Dear Jonathan Arthur,

Well, this year will be our first Thanksgiving since you died. And it sucks. I mean, it doesn’t suck- You know how much I love Thanksgiving because I get to hang out with my favorite family ever, AND stuff my face and drink all day long. That stuff’s all still pretty cool. It just really, really sucks that you’re not here to pile your plate with food and then clog my toilet afterwards. Sorry I just told the world about that, but you know it’s true. We all do it. It’s cool. Thanksgiving just won’t be the same without that stuff. It’ll never be the same. I’m trying to accept that- You know, that whole ‘acceptance’ stage of grief- But I’m not sure I ever will. Sometimes if I don’t think about it, I can still sort of pretend you’re still out there somewhere, looking at boobies on the computer. But then I realize you’re not. And holy shit, it’s then that I miss you so much that it hurts. I still cry every single day for you, and every night when I go to sleep, I pray that God will let you come visit me in my dreams. With little Max. And sometimes you do. I’m thankful for that. That even if I can never see you or hear your voice when I’m awake, I get to sometimes when I sleep. It’s not the same, but hey, at least it’s somethin’. I’m also thankful that you’re fully clothed in my dreams, otherwise that’d just be freakin’ weird.

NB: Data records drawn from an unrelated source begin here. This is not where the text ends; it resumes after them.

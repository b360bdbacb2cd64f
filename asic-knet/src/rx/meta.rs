// Per-packet metadata from the device header

use std::sync::atomic::{AtomicU64, Ordering};

use tracing::trace;

use super::assembler::RxPacket;
use crate::api::hw::Pph;
use crate::api::hw::pph::fwd_op;
use crate::config::{ChipGeometry, DMA_HDR_LEN, EMAC_HDR_LEN, REASON_MAX};
use crate::netif::PortMap;

/// Destination MAC the ASIC stamps on mirror-on-drop (MOD) copies.
pub const MOD_DEFAULT_DMAC: [u8; 6] = [0x70, 0x06, 0x92, 0x6D, 0x00, 0x01];

/// Well-known reason codes.
pub mod reason {
    pub const INGRESS_SAMPLE: u16 = 352;
    pub const EGRESS_SAMPLE: u16 = 480;
    /// Mirror-on-drop copy.
    pub const MOD: u16 = 511;
}

/// Metadata extracted once a packet is complete.
#[derive(Debug, Clone, Copy, Default, PartialEq, Eq)]
pub struct RxMeta {
    /// Logical ingress port.
    pub port_di: u32,
    /// Destination index reported by the device (egress port for egress samples).
    pub dst_idx: u16,
    pub reason: u16,
    pub vlan: u16,
    /// Tags to pop before delivery.
    pub vlan_pop: u8,
    pub fwd_op: u8,
    pub tc: u8,
    /// The packet is a MOD copy.
    pub is_mod: bool,
}

/// Packet dropped while extracting metadata.
#[derive(Debug, Clone, Copy, PartialEq, Eq)]
pub enum MetaError {
    /// First fragment shorter than the device header.
    Truncated { len: usize },
    /// No logical port is bound to (slice, port).
    UnresolvedPort { slice: u8, port: u8 },
}

/// Packet and byte counters per reason code.
pub struct ReasonCounters {
    packets: Box<[AtomicU64]>,
    bytes: Box<[AtomicU64]>,
}

impl std::fmt::Debug for ReasonCounters {
    fn fmt(&self, f: &mut std::fmt::Formatter<'_>) -> std::fmt::Result {
        f.debug_struct("ReasonCounters").finish_non_exhaustive()
    }
}

impl Default for ReasonCounters {
    fn default() -> Self {
        Self {
            packets: (0..REASON_MAX).map(|_| AtomicU64::new(0)).collect(),
            bytes: (0..REASON_MAX).map(|_| AtomicU64::new(0)).collect(),
        }
    }
}

impl ReasonCounters {
    pub fn record(&self, reason: u16, bytes: usize) {
        let i = reason as usize;
        if i < REASON_MAX {
            self.packets[i].fetch_add(1, Ordering::Relaxed);
            self.bytes[i].fetch_add(bytes as u64, Ordering::Relaxed);
        }
    }

    /// `(packets, bytes)` of `reason`.
    pub fn get(&self, reason: u16) -> Option<(u64, u64)> {
        let i = reason as usize;
        (i < REASON_MAX).then(|| {
            (
                self.packets[i].load(Ordering::Relaxed),
                self.bytes[i].load(Ordering::Relaxed),
            )
        })
    }

    /// Reasons with a non-zero packet count.
    pub fn nonzero(&self) -> Vec<(u16, u64, u64)> {
        (0..REASON_MAX as u16)
            .filter_map(|r| self.get(r).filter(|(p, _)| *p > 0).map(|(p, b)| (r, p, b)))
            .collect()
    }

    pub fn clear(&self) {
        for c in self.packets.iter().chain(self.bytes.iter()) {
            c.store(0, Ordering::Relaxed);
        }
    }
}

/// Inputs of metadata extraction that live outside the packet.
pub struct MetaContext<'a> {
    pub geometry: &'a ChipGeometry,
    pub port_map: &'a PortMap,
    /// Replacement destination MAC for MOD copies, if configured.
    pub mod_dmac: Option<[u8; 6]>,
    pub counters: &'a ReasonCounters,
}

/// Fill `pkt.meta` from the device header in the first fragment.
pub fn extract(pkt: &mut RxPacket, ctx: &MetaContext<'_>) -> Result<(), MetaError> {
    let total = pkt.len();
    let Some(first) = pkt.frags_mut().first_mut() else {
        return Err(MetaError::Truncated { len: 0 });
    };
    let data = first.data_mut();
    if data.len() < DMA_HDR_LEN {
        return Err(MetaError::Truncated { len: data.len() });
    }

    let mut is_mod = false;
    if data.len() >= DMA_HDR_LEN + 6 && data[DMA_HDR_LEN..DMA_HDR_LEN + 6] == MOD_DEFAULT_DMAC {
        is_mod = true;
        if let Some(mac) = ctx.mod_dmac {
            data[DMA_HDR_LEN..DMA_HDR_LEN + 6].copy_from_slice(&mac);
        }
    }

    let pph = Pph::new_unchecked(&data[EMAC_HDR_LEN..DMA_HDR_LEN]);
    let mut meta = RxMeta {
        dst_idx: pph.dst_idx(),
        reason: if is_mod { reason::MOD } else { pph.cpu_reason() },
        fwd_op: pph.fwd_op(),
        tc: pph.tc(),
        is_mod,
        ..RxMeta::default()
    };
    if meta.fwd_op == fwd_op::L2 {
        meta.vlan = pph.src_vlan();
        meta.vlan_pop = pph.igr_vid_pop_num();
    } else {
        meta.vlan = pph.src_bdi();
        meta.vlan_pop = 1;
    }

    let src_idx = pph.src_idx() as u32;
    meta.port_di = if src_idx < ctx.geometry.port_di_max {
        src_idx
    } else {
        let (slice, port) = (pph.slice_id(), pph.port_num());
        match ctx.port_map.lookup(slice as u32, port as u32) {
            Some(di) => di,
            None => {
                trace!(slice, port, src_idx, "no logical port for ingress");
                return Err(MetaError::UnresolvedPort { slice, port });
            }
        }
    };

    ctx.counters.record(meta.reason, total.saturating_sub(DMA_HDR_LEN));
    pkt.meta = meta;
    Ok(())
}
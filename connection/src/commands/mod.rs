pub mod authenticate_command;
pub mod command;
pub mod dump_binlog_command;
pub mod dump_binlog_gtid_command;
pub mod query_command;
pub mod register_slave_command;
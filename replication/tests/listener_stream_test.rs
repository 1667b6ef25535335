//! End to end listener tests against a scripted server: handshake,
//! replica registration, session setup, dump, and a short event stream.

use std::io::{Read, Write};
use std::net::{TcpListener, TcpStream};
use std::sync::Arc;
use std::thread;

use common::config::{ListenerSpec, StartPosition};

use binlog::b_type::LogEventType;
use binlog::events::event_header::Header;

use replication::listener::ReplicationListener;
use replication::registry::{ConsistencyRegistry, CursorBoard};

fn frame(payload: &[u8], seq: u8) -> Vec<u8> {
    let mut out = Vec::new();
    out.extend_from_slice(&(payload.len() as u32).to_le_bytes()[..3]);
    out.push(seq);
    out.extend_from_slice(payload);
    out
}

fn ok_frame(seq: u8) -> Vec<u8> {
    frame(&[0x00, 0x00, 0x00, 0x02, 0x00, 0x00, 0x00], seq)
}

fn eof_frame(seq: u8) -> Vec<u8> {
    frame(&[0xFE, 0x00, 0x00, 0x02, 0x00], seq)
}

fn handshake_frame() -> Vec<u8> {
    let scramble = [9u8; 20];
    let mut packet = Vec::new();
    packet.push(10u8);
    packet.extend_from_slice(b"5.5.5-10.6.14-MariaDB-log");
    packet.push(0);
    packet.extend_from_slice(&42u32.to_le_bytes());
    packet.extend_from_slice(&scramble[..8]);
    packet.push(0);
    packet.extend_from_slice(&0xf7ffu16.to_le_bytes());
    packet.push(33);
    packet.extend_from_slice(&2u16.to_le_bytes());
    packet.extend_from_slice(&[0u8; 13]);
    packet.extend_from_slice(&scramble[8..20]);
    packet.push(0);
    frame(&packet, 0)
}

fn read_client_packet(stream: &mut TcpStream) -> Vec<u8> {
    let mut header = [0u8; 4];
    stream.read_exact(&mut header).unwrap();
    let len = u32::from_le_bytes([header[0], header[1], header[2], 0]) as usize;
    let mut payload = vec![0u8; len];
    stream.read_exact(&mut payload).unwrap();
    payload
}

fn text_result_set(stream: &mut TcpStream, value: &str) {
    stream.write_all(&frame(&[1], 1)).unwrap(); // one column
    stream.write_all(&frame(b"\x03def", 2)).unwrap(); // column definition, skipped
    stream.write_all(&eof_frame(3)).unwrap();
    let mut row = vec![value.len() as u8];
    row.extend_from_slice(value.as_bytes());
    stream.write_all(&frame(&row, 4)).unwrap();
    stream.write_all(&eof_frame(5)).unwrap();
}

fn event_frame(header: Header, payload: &[u8]) -> Vec<u8> {
    let mut raw = vec![0x00];
    raw.extend_from_slice(&header.to_bytes());
    raw.extend_from_slice(payload);
    frame(&raw, 0)
}

fn query_event(server_id: u32, next_position: u32, db: &str, sql: &str) -> Vec<u8> {
    let mut payload = Vec::new();
    payload.extend_from_slice(&7u32.to_le_bytes()); // thread id
    payload.extend_from_slice(&0u32.to_le_bytes()); // exec time
    payload.push(db.len() as u8);
    payload.extend_from_slice(&0u16.to_le_bytes()); // error code
    payload.extend_from_slice(&0u16.to_le_bytes()); // status vars len
    payload.extend_from_slice(db.as_bytes());
    payload.push(0);
    payload.extend_from_slice(sql.as_bytes());
    let header = Header::new(
        0,
        LogEventType::QueryEvent as u8,
        server_id,
        (19 + payload.len()) as u32,
        next_position,
        0,
    );
    event_frame(header, &payload)
}

fn table_map_event(server_id: u32, next_position: u32, table_id: u64) -> Vec<u8> {
    let mut payload = Vec::new();
    payload.extend_from_slice(&table_id.to_le_bytes()[..6]);
    payload.extend_from_slice(&0u16.to_le_bytes());
    payload.extend_from_slice(&[3, b'd', b'b', b'1', 0, 2, b't', b'1', 0]);
    payload.push(1); // one column
    payload.push(3); // LONG
    payload.push(0); // empty metadata block
    payload.push(0); // null bitmap
    let header = Header::new(
        0,
        LogEventType::TableMapEvent as u8,
        server_id,
        (19 + payload.len()) as u32,
        next_position,
        0,
    );
    event_frame(header, &payload)
}

fn write_rows_event(server_id: u32, next_position: u32, table_id: u64) -> Vec<u8> {
    let mut payload = Vec::new();
    payload.extend_from_slice(&table_id.to_le_bytes()[..6]);
    payload.extend_from_slice(&1u16.to_le_bytes());
    payload.push(1); // one column
    payload.push(0b1); // used columns
    payload.extend_from_slice(&[0b0, 1, 0, 0, 0]); // null bits + value
    let header = Header::new(
        0,
        LogEventType::WriteRowsEventV1 as u8,
        server_id,
        (19 + payload.len()) as u32,
        next_position,
        0,
    );
    event_frame(header, &payload)
}

fn rotate_event(server_id: u32, file: &str, pos: u64) -> Vec<u8> {
    let mut payload = Vec::new();
    payload.extend_from_slice(&pos.to_le_bytes());
    payload.extend_from_slice(file.as_bytes());
    let header = Header::new(
        0,
        LogEventType::RotateEvent as u8,
        server_id,
        (19 + payload.len()) as u32,
        0,
        0,
    );
    event_frame(header, &payload)
}

enum StreamEnd {
    CleanEof,
    AbruptClose,
}

/// Script one full replica session and stream the given events. When a
/// GTID start is expected, the session must carry the
/// @slave_connect_state exchange and dump with offset 4 and an empty
/// file name.
fn scripted_server(
    events: Vec<Vec<u8>>,
    end: StreamEnd,
    expect_gtid: Option<String>,
) -> std::net::SocketAddr {
    let listener = TcpListener::bind("127.0.0.1:0").unwrap();
    let addr = listener.local_addr().unwrap();

    thread::spawn(move || {
        let (mut stream, _) = listener.accept().unwrap();

        stream.write_all(&handshake_frame()).unwrap();
        let _auth = read_client_packet(&mut stream);
        stream.write_all(&ok_frame(2)).unwrap();

        let register = read_client_packet(&mut stream);
        assert_eq!(register[0], 0x15, "expected COM_REGISTER_SLAVE");
        stream.write_all(&ok_frame(1)).unwrap();

        let capability = read_client_packet(&mut stream);
        assert_eq!(capability[0], 0x03);
        assert!(String::from_utf8_lossy(&capability[1..]).contains("mariadb_slave_capability"));
        stream.write_all(&ok_frame(1)).unwrap();

        if let Some(gtid) = &expect_gtid {
            let connect_state = read_client_packet(&mut stream);
            let sql = String::from_utf8_lossy(&connect_state[1..]).to_string();
            assert!(
                sql.contains(&format!("@slave_connect_state='{}'", gtid)),
                "unexpected connect state: {}",
                sql
            );
            stream.write_all(&ok_frame(1)).unwrap();
        }

        let checksum_set = read_client_packet(&mut stream);
        assert!(String::from_utf8_lossy(&checksum_set[1..]).contains("master_binlog_checksum"));
        stream.write_all(&ok_frame(1)).unwrap();

        let checksum_select = read_client_packet(&mut stream);
        assert!(String::from_utf8_lossy(&checksum_select[1..]).starts_with("SELECT"));
        text_result_set(&mut stream, "NONE");

        let dump = read_client_packet(&mut stream);
        assert_eq!(dump[0], 0x12, "expected COM_BINLOG_DUMP");
        if expect_gtid.is_some() {
            let offset = u32::from_le_bytes([dump[1], dump[2], dump[3], dump[4]]);
            assert_eq!(offset, 4);
            assert_eq!(dump.len(), 11, "gtid dump must carry no file name");
        }

        for event in events {
            stream.write_all(&event).unwrap();
        }
        match end {
            StreamEnd::CleanEof => {
                stream.write_all(&eof_frame(0)).unwrap();
            }
            StreamEnd::AbruptClose => {}
        }
        // socket closes when the thread ends
    });

    addr
}

fn run_listener_from(
    addr: std::net::SocketAddr,
    start: StartPosition,
) -> (
    Arc<ConsistencyRegistry>,
    Arc<CursorBoard>,
    Result<(), common::err::TbrError>,
) {
    let registry = Arc::new(ConsistencyRegistry::new());
    let cursors = Arc::new(CursorBoard::new());

    let spec = ListenerSpec::new(
        &format!("mysql://repl:pw@127.0.0.1:{}", addr.port()),
        start,
        true,
        0,
    );
    let (listener, _controller) =
        ReplicationListener::new(spec, 1, registry.clone(), cursors.clone()).unwrap();
    let result = listener.run();
    (registry, cursors, result)
}

fn run_listener(
    addr: std::net::SocketAddr,
) -> (
    Arc<ConsistencyRegistry>,
    Arc<CursorBoard>,
    Result<(), common::err::TbrError>,
) {
    run_listener_from(
        addr,
        StartPosition::FileOffset {
            file: "binlog.000001".to_string(),
            offset: 4,
        },
    )
}

fn mariadb_gtid_event(server_id: u32, next_position: u32, domain: u32, sequence: u64) -> Vec<u8> {
    let mut payload = Vec::new();
    payload.extend_from_slice(&sequence.to_le_bytes());
    payload.extend_from_slice(&domain.to_le_bytes());
    payload.push(0); // flags
    let header = Header::new(
        0,
        LogEventType::GtidMariadbEvent as u8,
        server_id,
        (19 + payload.len()) as u32,
        next_position,
        0,
    );
    event_frame(header, &payload)
}

#[test]
fn statement_and_row_events_update_the_registry() {
    let addr = scripted_server(
        vec![
            query_event(10, 120, "db1", "CREATE TABLE db1.t1 (id INT)"),
            table_map_event(10, 180, 7),
            write_rows_event(10, 256, 7),
        ],
        StreamEnd::CleanEof,
        None,
    );

    let (registry, cursors, result) = run_listener(addr);
    result.unwrap();

    let record = registry.query("db1.t1", 0).unwrap();
    assert_eq!(record.server_id, 10);
    assert_eq!(record.binlog_pos, 256);
    assert!(!record.gtid_known);

    let cursor = cursors.get(10).unwrap();
    assert_eq!(cursor.binlog_pos, 256);
    assert_eq!(cursor.binlog_file, "binlog.000001");
}

#[test]
fn mariadb_gtid_session_attaches_gtids_to_updates() {
    let addr = scripted_server(
        vec![
            mariadb_gtid_event(10, 150, 0, 43),
            table_map_event(10, 180, 7),
            write_rows_event(10, 900, 7),
        ],
        StreamEnd::CleanEof,
        Some("0-10-42".to_string()),
    );

    let (registry, cursors, result) =
        run_listener_from(addr, StartPosition::MariaGtid("0-10-42".to_string()));
    result.unwrap();

    let record = registry.query("db1.t1", 0).unwrap();
    assert_eq!(record.binlog_pos, 900);
    assert!(record.gtid_known);
    assert_eq!(record.gtid.string(), "0-10-43");

    let cursor = cursors.get(10).unwrap();
    assert!(cursor.gtid_known);
    assert_eq!(cursor.gtid.string(), "0-10-43");
}

#[test]
fn rotate_moves_the_cursor_to_the_new_file() {
    let addr = scripted_server(
        vec![
            table_map_event(10, 180, 7),
            write_rows_event(10, 256, 7),
            rotate_event(10, "binlog.000002", 4),
        ],
        StreamEnd::CleanEof,
        None,
    );

    let (_registry, cursors, result) = run_listener(addr);
    result.unwrap();

    let cursor = cursors.get(10).unwrap();
    assert_eq!(cursor.binlog_file, "binlog.000002");
    assert_eq!(cursor.binlog_pos, 4);
}

#[test]
fn read_error_surfaces_as_incident_and_preserves_state() {
    let addr = scripted_server(
        vec![table_map_event(10, 180, 7), write_rows_event(10, 256, 7)],
        StreamEnd::AbruptClose,
        None,
    );

    let (registry, _cursors, result) = run_listener(addr);

    // the session ends with the synthetic incident's message
    let err = result.unwrap_err();
    assert!(err.to_string().contains("Read error"), "got: {}", err);

    // consistency state from before the failure is intact
    let record = registry.query("db1.t1", 0).unwrap();
    assert_eq!(record.binlog_pos, 256);
}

So this Thanksgiving, I’m extra thankful for all of the kickass people I still have here to share food and booze with, and I’m also thankful for all the memories I have with you, and that I got to have you as my big brother. And don’t worry, I’ll still make your disgusting turkey liver crap, even though it makes me want to vomit. Do me a favor and come party with us for a while. Knock some shit off the counter or something. And bring little Max with you. I know you guys are taking care of each other up there.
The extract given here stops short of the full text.